A message comes during the performance. Richard comes off stage to rapturous applause. Alida gives him the message and they break up, tears streaming down her face as there are cheers and clapping.

Richard returns to the village where Gino takes him up the mountain. He calls to where the rescuers are towing Anne across the glacier on a sled, and there are echoes. The doctor assures him she will recover. THE END with the theme from the opera coming back.

I Have Thoughts

Don’t get me wrong, this is not a great film. So why have I already trebled my usual length of film review and am still going? Well, what it is, is a good example of a late 40s drama. There’s exoticism (lots of scenes in Italy, skiing, opera), muted drama (between Richard and Anne) much less muted drama (Richard and Alida), an eccentric friend with wisdom (Bruce), foreigners being weird (everyone involved with the opera) and a slightly muddled moral about loving too many people and/or things.

The music is good, I believe in the people giving the opera a standing ovation.

I tracked it down because I had been reading folk and fairy tales about Glass Mountains and wanted to see what they had; the legend in this was not like any I’d read elsewhere. So that worked out pretty well.

Anyway, it was a huge success back in 1949, and was rereleased in 1950 and 1953. This is what people were watching 70 years ago, and loving it, and now it’s almost forgotten.

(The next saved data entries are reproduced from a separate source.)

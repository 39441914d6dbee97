//! Driven port for page location and navigation.

/// Knows which page is showing and can move to another one.
#[cfg_attr(test, mockall::automock)]
pub trait Navigator: Send + Sync {
    /// Path of the current page, e.g. `/admin/promotions`.
    fn current_path(&self) -> String;

    /// Replace the current page with `destination`.
    fn navigate(&self, destination: &str);
}
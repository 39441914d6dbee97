//! Outbound adapters implementing domain ports.
//!
//! - **http**: reqwest transport
//! - **storage**: file-backed session store
//! - **simulation**: mock router and the interception shim
//! - **navigation**, **presenter**, **sleeper**: headless adapters used by
//!   the CLI and the mock server
//!
//! Adapters translate between domain types and infrastructure. They hold no
//! business rules.

pub mod http;
pub mod navigation;
pub mod presenter;
pub mod simulation;
pub mod sleeper;
pub mod storage;

pub use http::ReqwestTransport;
pub use navigation::TracingNavigator;
pub use presenter::TracingErrorPresenter;
pub use sleeper::TokioSleeper;
pub use storage::FileSessionStore;
//! `/api/admin/user_profiles` and `/api/admin/partner_approvals`.

use serde_json::{Value, json};

use super::{PARTNER_APPROVAL_COUNT, USER_PROFILE_COUNT, item_number, not_found};
use crate::domain::{ApiEnvelope, HttpMethod};
use crate::outbound::simulation::router::{
    MockRouteError, RouteContext, RouteResult, merge, scaled,
};

const APPROVAL_STATES: [&str; 3] = ["rejected", "pending", "approved"];

fn user_profile(ctx: &RouteContext<'_>, n: u64) -> Result<Value, MockRouteError> {
    let created = ctx.minutes_ago(scaled(n, 1440)?)?;
    Ok(json!({
        "id": format!("user-{n}"),
        "email": format!("user{n}@example.com"),
        "name": format!("사용자 {n}"),
        "phone": format!("010-1000-{:04}", n),
        "role": if n % 5 == 0 { "partner" } else { "customer" },
        "petCount": n % 3 + 1,
        "status": if n % 7 == 0 { "suspended" } else { "active" },
        "createdAt": created
    }))
}

pub(crate) fn user_profiles(ctx: &RouteContext<'_>) -> RouteResult {
    let segments = ctx.segments();
    match (ctx.method, segments.as_slice()) {
        (HttpMethod::Get, []) => ctx.paginated(USER_PROFILE_COUNT, |n| user_profile(ctx, n)),
        (HttpMethod::Get, [id]) => match item_number(id, USER_PROFILE_COUNT) {
            Some(n) => Ok(ApiEnvelope::ok(user_profile(ctx, n)?)),
            None => Ok(not_found("user", id)),
        },
        (HttpMethod::Put | HttpMethod::Patch, [id]) => {
            let Some(n) = item_number(id, USER_PROFILE_COUNT) else {
                return Ok(not_found("user", id));
            };
            Ok(ApiEnvelope::ok(merge(user_profile(ctx, n)?, ctx.body_object()?)))
        }
        (HttpMethod::Delete, [id]) => Ok(ApiEnvelope::ok(json!({"id": id, "deleted": true}))),
        _ => Ok(ApiEnvelope::empty_success()),
    }
}

fn approval_state(n: u64) -> &'static str {
    APPROVAL_STATES
        .get(usize::try_from(n % 3).unwrap_or_default())
        .copied()
        .unwrap_or("pending")
}

/// Number of simulated approvals still waiting for review.
pub(crate) fn pending_approvals() -> usize {
    (1..=PARTNER_APPROVAL_COUNT)
        .filter(|n| approval_state(*n) == "pending")
        .count()
}

fn approval(ctx: &RouteContext<'_>, n: u64) -> Result<Value, MockRouteError> {
    let submitted = ctx.minutes_ago(scaled(n, 180)?)?;
    Ok(json!({
        "id": format!("approval-{n}"),
        "partnerName": format!("파트너 {n}"),
        "accommodationName": format!("펫 스테이 {n}호점"),
        "status": approval_state(n),
        "documentCount": 7,
        "submittedAt": submitted
    }))
}

pub(crate) fn partner_approvals(ctx: &RouteContext<'_>) -> RouteResult {
    let segments = ctx.segments();
    let envelope = match (ctx.method, segments.as_slice()) {
        (HttpMethod::Get, []) => ctx.paginated(PARTNER_APPROVAL_COUNT, |n| approval(ctx, n))?,
        (HttpMethod::Get, [id]) => match item_number(id, PARTNER_APPROVAL_COUNT) {
            Some(n) => ApiEnvelope::ok(approval(ctx, n)?),
            None => not_found("partner approval", id),
        },
        (HttpMethod::Post | HttpMethod::Patch, [id, "approve"]) => ApiEnvelope::ok(json!({
            "id": id,
            "status": "approved",
            "reviewedAt": ctx.now_stamp()
        })),
        (HttpMethod::Post | HttpMethod::Patch, [id, "reject"]) => {
            let reason = ctx.required_str("reason")?;
            ApiEnvelope::ok(json!({
                "id": id,
                "status": "rejected",
                "reason": reason,
                "reviewedAt": ctx.now_stamp()
            }))
        }
        _ => ApiEnvelope::empty_success(),
    };
    Ok(envelope)
}
//! Serve the simulated admin backend over HTTP.
//!
//! # Examples
//! ```sh
//! PAWSTAY_MOCK_LATENCY_MS=0 cargo run --bin mock-api -- --bind 127.0.0.1:8081
//! ```
#![cfg_attr(not(any(test, doctest)), deny(clippy::unwrap_used))]
#![cfg_attr(not(any(test, doctest)), deny(clippy::expect_used))]

use std::ffi::OsString;
use std::io;
use std::net::SocketAddr;
use std::sync::Arc;

use actix_web::{App, HttpServer, web};
use clap::Parser;
use mockable::DefaultClock;
use ortho_config::OrthoConfig;
use pawstay_console::ClientSettings;
use pawstay_console::inbound::http::{MockApiState, configure};
use pawstay_console::outbound::TokioSleeper;
use pawstay_console::outbound::simulation::MockRouter;
use tracing::{info, warn};
use tracing_subscriber::{EnvFilter, fmt};

/// `mock-api` command arguments.
#[derive(Debug, Clone, Parser)]
#[command(name = "mock-api", about = "Serve the simulated Pawstay admin API", version)]
struct CliArgs {
    /// Socket address to listen on.
    #[arg(long, value_name = "addr", default_value = "127.0.0.1:8081")]
    bind: SocketAddr,
}

#[actix_web::main]
async fn main() -> io::Result<()> {
    if let Err(e) = fmt()
        .with_env_filter(EnvFilter::from_default_env())
        .json()
        .try_init()
    {
        warn!(error = %e, "tracing init failed");
    }

    let args = CliArgs::try_parse().map_err(io::Error::other)?;
    let settings = ClientSettings::load_from_iter([OsString::from("mock-api")])
        .map_err(|error| io::Error::other(format!("load settings: {error}")))?;
    let router = MockRouter::new(
        Arc::new(DefaultClock),
        Arc::new(TokioSleeper),
        settings.mock_latency(),
    );
    let state = web::Data::new(MockApiState::new(router));

    info!(bind = %args.bind, latency_ms = settings.mock_latency().as_millis(), "mock API listening");
    HttpServer::new(move || App::new().app_data(state.clone()).configure(configure))
        .bind(args.bind)?
        .run()
        .await
}
//! `/api/admin/login` and `/api/auth/login`.

use serde_json::json;

use super::{ADMIN_ID, ADMIN_NAME};
use crate::domain::{ApiEnvelope, HttpMethod};
use crate::outbound::simulation::router::{MockRouteError, RouteContext, RouteResult};

const INVALID_CREDENTIALS: &str = "Invalid credentials";

pub(crate) fn admin_login(ctx: &RouteContext<'_>) -> RouteResult {
    if ctx.method != HttpMethod::Post {
        return Ok(ApiEnvelope::empty_success());
    }
    let Some(email) = credentials(ctx)? else {
        return Ok(rejected());
    };
    Ok(ApiEnvelope::ok(json!({
        "accessToken": "mock-admin-access-token",
        "refreshToken": "mock-admin-refresh-token",
        "user": {"id": ADMIN_ID, "email": email, "name": ADMIN_NAME, "role": "admin"}
    })))
}

pub(crate) fn partner_login(ctx: &RouteContext<'_>) -> RouteResult {
    if ctx.method != HttpMethod::Post {
        return Ok(ApiEnvelope::empty_success());
    }
    let Some(email) = credentials(ctx)? else {
        return Ok(rejected());
    };
    Ok(ApiEnvelope::ok(json!({
        "accessToken": "mock-partner-access-token",
        "refreshToken": "mock-partner-refresh-token",
        "user": {"id": "partner-1", "email": email, "name": "김파트너", "role": "partner"},
        "approvalStatus": "approved",
        "accommodationName": "포근한 펫 스테이"
    })))
}

/// Email when both credentials are present and non-blank.
fn credentials(ctx: &RouteContext<'_>) -> Result<Option<String>, MockRouteError> {
    let email = ctx.optional_str("email")?.filter(|email| !email.trim().is_empty());
    let password = ctx.optional_str("password")?.filter(|password| !password.is_empty());
    Ok(email.zip(password).map(|(email, _)| email))
}

fn rejected() -> ApiEnvelope {
    ApiEnvelope::failure(
        INVALID_CREDENTIALS,
        "이메일 또는 비밀번호가 올바르지 않습니다. (Incorrect email or password.)",
    )
}
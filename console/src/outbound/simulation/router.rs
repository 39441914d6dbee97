//! Mock response router: the simulated backend.
//!
//! Maps `(url, method, body)` to a canned envelope. Paths are matched by
//! substring against an ordered prefix table, so `/api/admin/promotions/7`
//! and `http://host/v1/api/admin/promotions` both land on the promotions
//! route. Unmatched paths get `{success: true, data: {}}`.
//!
//! The router never panics and never returns `Err` to its caller: internal
//! failures become `{success: false, error: "Mock API Error"}`.

use std::sync::Arc;
use std::time::Duration;

use chrono::{DateTime, SecondsFormat, TimeDelta, Utc};
use mockable::Clock;
use pagination::PageRequest;
use serde_json::{Map, Value};
use thiserror::Error;
use tracing::{debug, warn};
use url::Url;

use super::routes;
use crate::domain::ports::Sleeper;
use crate::domain::{ApiEnvelope, HttpMethod};

/// Artificial delay before every simulated answer.
pub const DEFAULT_MOCK_LATENCY: Duration = Duration::from_millis(300);

/// `error` value of envelopes reporting a router failure.
pub const MOCK_API_ERROR: &str = "Mock API Error";

const RELATIVE_BASE: &str = "http://mock.invalid/";

/// Internal router failures. Reported to callers as envelopes.
#[derive(Debug, Clone, PartialEq, Eq, Error)]
pub enum MockRouteError {
    /// The request URL could not be parsed.
    #[error("cannot parse request url {url:?}: {reason}")]
    InvalidUrl {
        /// URL as received.
        url: String,
        /// Parser message.
        reason: String,
    },
    /// The request body did not have the shape the route needs.
    #[error("invalid request body: {reason}")]
    InvalidBody {
        /// What was wrong.
        reason: String,
    },
    /// A synthetic value could not be represented.
    #[error("{what} out of range: {value}")]
    OutOfRange {
        /// Quantity being computed.
        what: &'static str,
        /// Offending input.
        value: String,
    },
}

impl MockRouteError {
    pub(crate) fn invalid_body(reason: impl Into<String>) -> Self {
        Self::InvalidBody {
            reason: reason.into(),
        }
    }

    pub(crate) fn out_of_range(what: &'static str, value: impl ToString) -> Self {
        Self::OutOfRange {
            what,
            value: value.to_string(),
        }
    }
}

pub(crate) type RouteResult = Result<ApiEnvelope, MockRouteError>;
type Handler = fn(&RouteContext<'_>) -> RouteResult;

const ROUTES: &[(&str, Handler)] = &[
    ("/api/auth/login", routes::auth::partner_login),
    ("/api/admin/login", routes::auth::admin_login),
    ("/api/admin/stats", routes::dashboard::stats),
    ("/api/admin/dashboard", routes::dashboard::stats),
    ("/api/admin/user_profiles", routes::users::user_profiles),
    ("/api/admin/partner_approvals", routes::users::partner_approvals),
    ("/api/chats/conversations", routes::chats::conversations),
    ("/api/admin/app-banner", routes::content::banners),
    ("/api/admin/policy", routes::content::policy),
    ("/api/admin/promotions", routes::promotions::promotions),
    ("/api/admin/transactions", routes::transactions::transactions),
    ("/api/admin/profile", routes::profile::profile),
];

/// Simulated backend.
#[derive(Clone)]
pub struct MockRouter {
    clock: Arc<dyn Clock>,
    sleeper: Arc<dyn Sleeper>,
    latency: Duration,
}

impl MockRouter {
    /// Router stamping data with `clock` and waiting `latency` per answer.
    pub fn new(clock: Arc<dyn Clock>, sleeper: Arc<dyn Sleeper>, latency: Duration) -> Self {
        Self {
            clock,
            sleeper,
            latency,
        }
    }

    /// Answer a request after the configured latency.
    pub async fn respond(&self, url: &str, method: HttpMethod, body: Option<&Value>) -> ApiEnvelope {
        self.sleeper.sleep(self.latency).await;
        self.route(url, method, body)
    }

    /// Answer a request immediately.
    pub fn route(&self, url: &str, method: HttpMethod, body: Option<&Value>) -> ApiEnvelope {
        match self.try_route(url, method, body) {
            Ok(envelope) => envelope,
            Err(error) => {
                warn!(url, %method, error = %error, "mock route failed");
                ApiEnvelope::failure(MOCK_API_ERROR, error.to_string())
            }
        }
    }

    fn try_route(&self, url: &str, method: HttpMethod, body: Option<&Value>) -> RouteResult {
        let parsed = parse_url(url)?;
        let path = parsed.path();
        let page = PageRequest::from_query(parsed.query());
        for (prefix, handler) in ROUTES {
            let Some(start) = path.find(prefix) else {
                continue;
            };
            let rest = path.get(start + prefix.len()..).unwrap_or_default();
            debug!(prefix, rest, %method, "mock route matched");
            let context = RouteContext {
                method,
                rest,
                page,
                body,
                now: self.clock.utc(),
            };
            return handler(&context);
        }
        debug!(path, %method, "no mock route; answering with empty success");
        Ok(ApiEnvelope::empty_success())
    }
}

fn parse_url(url: &str) -> Result<Url, MockRouteError> {
    let invalid = |error: url::ParseError| MockRouteError::InvalidUrl {
        url: url.to_owned(),
        reason: error.to_string(),
    };
    match Url::parse(url) {
        Ok(parsed) => Ok(parsed),
        Err(url::ParseError::RelativeUrlWithoutBase) => Url::parse(RELATIVE_BASE)
            .and_then(|base| base.join(url))
            .map_err(invalid),
        Err(error) => Err(invalid(error)),
    }
}

/// What a route handler sees of a request.
pub(crate) struct RouteContext<'a> {
    /// Request method.
    pub method: HttpMethod,
    /// Path remainder after the matched prefix, e.g. `/conv-1/messages`.
    pub rest: &'a str,
    /// Paging parsed from the query string.
    pub page: PageRequest,
    /// Decoded request body.
    pub body: Option<&'a Value>,
    /// Current time from the injected clock.
    pub now: DateTime<Utc>,
}

impl RouteContext<'_> {
    /// Non-empty segments of [`RouteContext::rest`].
    pub fn segments(&self) -> Vec<&str> {
        self.rest.split('/').filter(|part| !part.is_empty()).collect()
    }

    /// Body as a JSON object; an absent body is an empty object.
    pub fn body_object(&self) -> Result<Map<String, Value>, MockRouteError> {
        match self.body {
            None | Some(Value::Null) => Ok(Map::new()),
            Some(Value::Object(map)) => Ok(map.clone()),
            Some(other) => Err(MockRouteError::invalid_body(format!(
                "expected a JSON object, got {}",
                kind_of(other)
            ))),
        }
    }

    /// Optional string field of the body.
    pub fn optional_str(&self, field: &str) -> Result<Option<String>, MockRouteError> {
        match self.body_object()?.remove(field) {
            None | Some(Value::Null) => Ok(None),
            Some(Value::String(text)) => Ok(Some(text)),
            Some(other) => Err(MockRouteError::invalid_body(format!(
                "field {field} must be a string, got {}",
                kind_of(&other)
            ))),
        }
    }

    /// Required, non-blank string field of the body.
    pub fn required_str(&self, field: &str) -> Result<String, MockRouteError> {
        self.optional_str(field)?
            .filter(|text| !text.trim().is_empty())
            .ok_or_else(|| MockRouteError::invalid_body(format!("field {field} is required")))
    }

    /// One page of a synthetic list of `total` items built by `item`.
    ///
    /// `item` receives the one-based item number.
    pub fn paginated(
        &self,
        total: u64,
        item: impl Fn(u64) -> Result<Value, MockRouteError>,
    ) -> RouteResult {
        let items = self
            .page
            .window(total)
            .map(|index| item(index + 1))
            .collect::<Result<Vec<_>, _>>()?;
        Ok(ApiEnvelope::ok_page(
            Value::Array(items),
            self.page.paginate(total),
        ))
    }

    /// RFC 3339 timestamp `minutes` before now.
    pub fn minutes_ago(&self, minutes: i64) -> Result<String, MockRouteError> {
        TimeDelta::try_minutes(minutes)
            .and_then(|delta| self.now.checked_sub_signed(delta))
            .map(timestamp)
            .ok_or_else(|| MockRouteError::out_of_range("minutes ago", minutes))
    }

    /// RFC 3339 timestamp `days` after now.
    pub fn days_ahead(&self, days: i64) -> Result<String, MockRouteError> {
        TimeDelta::try_days(days)
            .and_then(|delta| self.now.checked_add_signed(delta))
            .map(timestamp)
            .ok_or_else(|| MockRouteError::out_of_range("days ahead", days))
    }

    /// RFC 3339 timestamp for now.
    pub fn now_stamp(&self) -> String {
        timestamp(self.now)
    }
}

/// `n * per_item` as a signed offset for [`RouteContext::minutes_ago`] and
/// friends.
pub(crate) fn scaled(n: u64, per_item: i64) -> Result<i64, MockRouteError> {
    i64::try_from(n)
        .ok()
        .and_then(|n| n.checked_mul(per_item))
        .ok_or_else(|| MockRouteError::out_of_range("time offset", n))
}

fn timestamp(at: DateTime<Utc>) -> String {
    at.to_rfc3339_opts(SecondsFormat::Secs, true)
}

const fn kind_of(value: &Value) -> &'static str {
    match value {
        Value::Null => "null",
        Value::Bool(_) => "a boolean",
        Value::Number(_) => "a number",
        Value::String(_) => "a string",
        Value::Array(_) => "an array",
        Value::Object(_) => "an object",
    }
}

/// Overlay the fields of `patch` onto `base`.
pub(crate) fn merge(mut base: Value, patch: Map<String, Value>) -> Value {
    if let Value::Object(target) = &mut base {
        target.extend(patch);
    }
    base
}

#[cfg(test)]
mod tests;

And despite it’s slow pace, and quiet scenes of damped emotion, and that nice shots of mountains and skiing are not really a selling point in films anymore, it’s still got something.

Watch This: For a 40s drama with some good ideas and scenes and better music.
Don’t Watch This: If a slow old film in black and white sounds boring

* Played by Sebastian Shaw, who played the unmasked Anakin Skywalker at the end of Return of the Jedi

** There’s a very good line in which the two of them in uniform are saying goodbye in their usual light-hearted fashion until Anne says “Please leave quickly, I can’t think of any more jokes,” an extremely British stiff-upper lip way of getting across the emotion of the moment.

*** The Glass Mountain, the film, contains the actual Glass Mountain (I don’t know what mountain played the mountain in the film), the Legend of the Glass Mountain, the opera The Glass Mountain, which has, on stage, a set that is The Glass Mountain. Can’t complain that the title isn’t linked to the events of the film.